Mmmm, fat white cat bellies.


----------



## PHRAG (Aug 30, 2006)

I thought the reason Lefty slept like that, is that he might be deficient of some grey matter. But now seeing pics of Ms. M lounging belly up, I am sure of it.


----------



## lienluu (Aug 31, 2006)

I wish i were a cat...


----------



## Heather (Aug 31, 2006)

Haha, I love that photo of Spanky on the fishtanks. :rollhappy: 



PHRAG said:


> I thought the reason Lefty slept like that, is that he might be deficient of some grey matter. But now seeing pics of Ms. M lounging belly up, I am sure of it.



I have another photo I almost posted from the same day, but Mo's head is gonked up against a table leg. Gives weight to your theory, John.


----------



## Jason Fischer (Sep 12, 2006)

OOh, OOh, a chance for me to show off my cats with other cat lovers?! I used to have 2 german shepards, huge rowdy dogs that were a lot of fun. After giving cats a shot, I have to say I am now totally smitten by these creatures! I have two kitties, Sora (the grey one) and Fuuki. I named the black one Fuuki just as I was starting to get into the Fuukiran a couple years ago. They have been best buddies since day one!

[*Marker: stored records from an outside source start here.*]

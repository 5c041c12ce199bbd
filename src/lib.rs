//! MidiLights - MIDI-driven RGB light strip core
//!
//! This library provides the concurrency-safe data-acquisition and actuation
//! layer for a single-core, no-OS keyboard lighting controller: an
//! interrupt-fed serial byte channel, a MIDI note-event decoder, a debounced
//! key-matrix scanner and a dirty-tracked LED frame store.
//!
//! ## Architecture
//! - **Two contexts**: preemptive interrupt handlers and one cooperative
//!   foreground loop. ISRs feed the byte channel and drain the frame store;
//!   the foreground loop does everything else.
//! - **Minimal critical sections**: shared cursors are single-writer atomics,
//!   multi-step updates take a short `critical-section` guard. No other
//!   synchronization exists or is needed on a single core.
//! - **Hardware abstraction**: serial port, LED bus, key matrix and clock are
//!   traits in [`hal`]; register setup and pin wiring live outside this crate.

#![cfg_attr(not(test), no_std)]

pub mod channel;
pub mod config;
pub mod hal;
pub mod keys;
pub mod led;
pub mod midi;
pub mod time;
pub mod types;

#[cfg(any(test, feature = "mock"))]
pub mod mock;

Sora likes our company box!




Two years together and still the best of friends!


----------



## Heather (Sep 12, 2006)

OMG, so cute! 
Jason, my cat likes your company boxes too. In fact, feel free to send some along, and if you don't feel like sending them empty, well, you know what to do. She'd be so happy. :rollhappy:


----------



## PHRAG (Sep 13, 2006)

Awesome cats! Lefty used to climb into boxes when he was younger, but he is soooo fat now, it's hard finding boxes big enough for him to fit into.


----------



## Sangii (Oct 3, 2006)

I also have a "nap expert" at home....Syrah...






actually she's pretty active, she's out hunting at night while I'm sleeping !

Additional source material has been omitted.